Pythagoras of Samos: Greek philosopher and mathematician. He is the founder of the religious movement called Pythagoreanism (very secretive). He is said to have developed the theorem of the triangle, hypotenuse (though there is no evidence that he worked on it).

Rosalind Franklin: (XX) PhD in Chemistry. She was an X-ray crystallographer and studied the structure of DNA; she discovered it was a double helix. However, the 1953 Prize was given to Crick and Watson, who gave no credit to Franklin (who had died a few years earlier).

Severo Ochoa: Spanish scientist of the XX century, famous for his experiments related to RNA. He created RNA synthetically using a bacterial enzyme and in 1959 received the shared Nobel Prize in Physiology and Medicine.

Ivan Petrovich Pavlov: (XIX) He is famous for his theory on classical conditioning and research on the digestive process. He received the 1904 Nobel Prize in Physiology and Medicine. He researched the conditioned reflex with dogs (the relationship between a bell and food—salivation—explaining the experiment).

Maria Blasco: Spanish researcher on telomeres and telomerase (enzyme found at the tip of chromosomes) who discovered that telomeres shorten with age. She studied the mechanisms by which tumor cells are immortal while normal body cells are mortal. Her aim was to determine the role of genetic and epigenetic factors and telomere regulators in cancer and aging.

Stephen Hawking: Theoretical physicist and cosmologist who made significant contributions to describing black holes (collapsed stars with very intense gravity that emit Hawking radiation) and singularities.

Pedro Alonso: Spanish scientist best known for his fight against malaria, who has been trying to find a cure.
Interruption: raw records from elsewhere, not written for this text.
//! Reactive state container every screen specializes.
//!
//! ```text
//! Intent ──→ Executor ──→ Msg ──→ Reducer ──→ State
//!              ↑   │
//!   Action ────┘   └──→ Label (one-shot, not replayed)
//! ```
//!
//! - **Bootstrapper** runs once at creation and feeds Actions to the Executor
//! - **Executor** turns Intents and Actions into Msgs and Labels, launching
//!   background work inside the Store's [`TaskScope`]
//! - **Reducer** is a pure function `(&State, Msg) -> State`
//!
//! Reduction happens under the state channel's write lock, so a Store never
//! reduces concurrently and Msgs apply in dispatch order.

use parking_lot::Mutex;
use std::{future::Future, sync::Arc};
use tokio::{
    sync::{broadcast, mpsc, watch},
    task::JoinHandle,
};
use tokio_util::sync::CancellationToken;
use tracing::{debug, trace};

/// Labels buffered per subscriber before it starts lagging.
const LABEL_CAPACITY: usize = 16;

/// Pure state transition.
pub trait Reducer: Send + Sync + 'static {
    type State: Clone + Send + Sync + 'static;
    type Msg: Send + 'static;

    /// Must be deterministic and free of side effects.
    fn reduce(state: &Self::State, msg: Self::Msg) -> Self::State;
}

pub trait Executor: Send + 'static {
    type Intent: Send + 'static;
    type Action: Send + 'static;
    type Reducer: Reducer;
    type Label: Clone + Send + 'static;

    fn execute_intent(
        &mut self,
        intent: Self::Intent,
        ctx: &StoreContext<Self::Reducer, Self::Label>,
    );

    fn execute_action(
        &mut self,
        _action: Self::Action,
        _ctx: &StoreContext<Self::Reducer, Self::Label>,
    ) {
    }
}

/// Kicks off background observation once, when the Store is created.
pub trait Bootstrapper<A>: Send + 'static {
    fn bootstrap(self, ctx: BootstrapContext<A>);
}

impl<A: Send + 'static> Bootstrapper<A> for () {
    fn bootstrap(self, _ctx: BootstrapContext<A>) {}
}

/// Cancellable task group owned by one Store.
#[derive(Debug, Clone, Default)]
pub struct TaskScope {
    token: CancellationToken,
    handles: Arc<Mutex<Vec<JoinHandle<()>>>>,
}

impl TaskScope {
    pub fn new() -> Self {
        Self::default()
    }

    pub fn spawn<F>(&self, fut: F) -> TaskHandle
    where
        F: Future<Output = ()> + Send + 'static,
    {
        self.spawn_with(self.token.child_token(), fut)
    }

    fn spawn_with<F>(&self, token: CancellationToken, fut: F) -> TaskHandle
    where
        F: Future<Output = ()> + Send + 'static,
    {
        let task_token = token.clone();
        let handle = tokio::spawn(async move {
            tokio::select! {
                biased;
                _ = task_token.cancelled() => {}
                _ = fut => {}
            }
        });

        let mut handles = self.handles.lock();
        handles.retain(|h| !h.is_finished());
        handles.push(handle);

        TaskHandle { token }
    }

    /// Cancels every task in the scope, including ones spawned later.
    pub fn cancel(&self) {
        self.token.cancel();
        for handle in self.handles.lock().drain(..) {
            handle.abort();
        }
    }

    pub fn is_cancelled(&self) -> bool {
        self.token.is_cancelled()
    }
}

/// Handle to a single launched task.
#[derive(Debug, Clone)]
pub struct TaskHandle {
    token: CancellationToken,
}

impl TaskHandle {
    /// After this returns, nothing the task dispatches or publishes is applied.
    pub fn cancel(&self) {
        self.token.cancel();
    }

    pub fn is_cancelled(&self) -> bool {
        self.token.is_cancelled()
    }
}

/// What an Executor (or a task it launched) may do to its Store.
pub struct StoreContext<R: Reducer, L> {
    name: &'static str,
    state: Arc<watch::Sender<R::State>>,
    labels: broadcast::Sender<L>,
    scope: TaskScope,
    token: CancellationToken,
}

impl<R: Reducer, L> Clone for StoreContext<R, L> {
    fn clone(&self) -> Self {
        Self {
            name: self.name,
            state: Arc::clone(&self.state),
            labels: self.labels.clone(),
            scope: self.scope.clone(),
            token: self.token.clone(),
        }
    }
}

impl<R: Reducer, L: Clone + Send + 'static> StoreContext<R, L> {
    pub fn name(&self) -> &'static str {
        self.name
    }

    /// Snapshot of the state at the time of the call.
    pub fn state(&self) -> R::State {
        self.state.borrow().clone()
    }

    pub fn dispatch(&self, msg: R::Msg) {
        let token = &self.token;
        let applied = self.state.send_if_modified(|state| {
            // Checked under the write lock: a cancelled task never lands a Msg
            // after whoever cancelled it has moved on.
            if token.is_cancelled() {
                return false;
            }
            *state = R::reduce(state, msg);
            true
        });

        if !applied {
            trace!(store = self.name, "dropped message from cancelled task");
        }
    }

    /// Labels published while nobody listens are lost.
    pub fn publish(&self, label: L) {
        if self.token.is_cancelled() {
            trace!(store = self.name, "dropped label from cancelled task");
            return;
        }
        if self.labels.send(label).is_err() {
            trace!(store = self.name, "label published without subscribers");
        }
    }

    /// Runs `task` in the Store's scope with its own cancellation token.
    pub fn launch<F, Fut>(&self, task: F) -> TaskHandle
    where
        F: FnOnce(StoreContext<R, L>) -> Fut,
        Fut: Future<Output = ()> + Send + 'static,
    {
        let token = self.token.child_token();
        let ctx = StoreContext { token: token.clone(), ..self.clone() };
        self.scope.spawn_with(token, task(ctx))
    }
}

/// What a Bootstrapper may do: launch work and feed Actions to the Executor.
pub struct BootstrapContext<A> {
    name: &'static str,
    actions: mpsc::UnboundedSender<A>,
    scope: TaskScope,
}

impl<A> Clone for BootstrapContext<A> {
    fn clone(&self) -> Self {
        Self { name: self.name, actions: self.actions.clone(), scope: self.scope.clone() }
    }
}

impl<A: Send + 'static> BootstrapContext<A> {
    pub fn dispatch(&self, action: A) {
        if self.actions.send(action).is_err() {
            trace!(store = self.name, "action dispatched after executor stopped");
        }
    }

    pub fn launch<F, Fut>(&self, task: F) -> TaskHandle
    where
        F: FnOnce(BootstrapContext<A>) -> Fut,
        Fut: Future<Output = ()> + Send + 'static,
    {
        self.scope.spawn(task(self.clone()))
    }
}

/// A running state machine. Dropping it disposes it.
///
/// Must be created inside a tokio runtime.
pub struct Store<I, S, L> {
    name: &'static str,
    intents: mpsc::UnboundedSender<I>,
    state: watch::Receiver<S>,
    labels: broadcast::Sender<L>,
    scope: TaskScope,
}

impl<I, S, L> Store<I, S, L>
where
    I: Send + 'static,
    S: Clone + Send + Sync + 'static,
    L: Clone + Send + 'static,
{
    pub fn create<E, B>(
        name: &'static str,
        initial_state: S,
        bootstrapper: B,
        mut executor: E,
    ) -> Self
    where
        E: Executor<Intent = I, Label = L>,
        E::Reducer: Reducer<State = S>,
        B: Bootstrapper<E::Action>,
    {
        let (state_tx, state_rx) = watch::channel(initial_state);
        let (labels, _) = broadcast::channel(LABEL_CAPACITY);
        let (intents, mut intent_rx) = mpsc::unbounded_channel();
        let (actions, mut action_rx) = mpsc::unbounded_channel();
        let scope = TaskScope::new();

        let ctx = StoreContext::<E::Reducer, L> {
            name,
            state: Arc::new(state_tx),
            labels: labels.clone(),
            scope: scope.clone(),
            token: scope.token.clone(),
        };

        scope.spawn(async move {
            let mut actions_open = true;
            loop {
                tokio::select! {
                    Some(intent) = intent_rx.recv() => executor.execute_intent(intent, &ctx),
                    action = action_rx.recv(), if actions_open => match action {
                        Some(action) => executor.execute_action(action, &ctx),
                        None => actions_open = false,
                    },
                    else => break,
                }
            }
            trace!(store = ctx.name(), "executor loop finished");
        });

        bootstrapper.bootstrap(BootstrapContext { name, actions, scope: scope.clone() });
        debug!(store = name, "store created");

        Self { name, intents, state: state_rx, labels, scope }
    }

    pub fn name(&self) -> &'static str {
        self.name
    }

    pub fn accept(&self, intent: I) {
        if self.scope.is_cancelled() || self.intents.send(intent).is_err() {
            debug!(store = self.name, "intent ignored by disposed store");
        }
    }

    pub fn state(&self) -> S {
        self.state.borrow().clone()
    }

    /// Replay-latest view of the state: the current value is always readable.
    pub fn states(&self) -> watch::Receiver<S> {
        self.state.clone()
    }

    /// Only labels published after this call are received.
    pub fn labels(&self) -> broadcast::Receiver<L> {
        self.labels.subscribe()
    }

    pub fn scope(&self) -> &TaskScope {
        &self.scope
    }

    pub fn dispose(&self) {
        if !self.scope.is_cancelled() {
            self.scope.cancel();
            debug!(store = self.name, "store disposed");
        }
    }

    pub fn is_disposed(&self) -> bool {
        self.scope.is_cancelled()
    }
}

impl<I, S, L> Drop for Store<I, S, L> {
    fn drop(&mut self) {
        if !self.scope.is_cancelled() {
            self.scope.cancel();
            debug!(store = self.name, "store dropped");
        }
    }
}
He is the Director of the Global Malaria Programme of the WHO since 2014.

Isaac Newton: (XVII) Physicist and mathematician. He developed the theory of calculus, optics (studies on the refraction of light, color is an intrinsic property of light), and laws of gravitation (effects on planets’ orbits, heliocentric view of the Solar System), as well as the binomial theorem.

Nicolas Copernicus: Polish astronomer who proposed the heliocentric model (Earth rotates around the Sun and around its axis) for the first time but was afraid of Church persecution. His ideas were supported by Galileo and Kepler years later.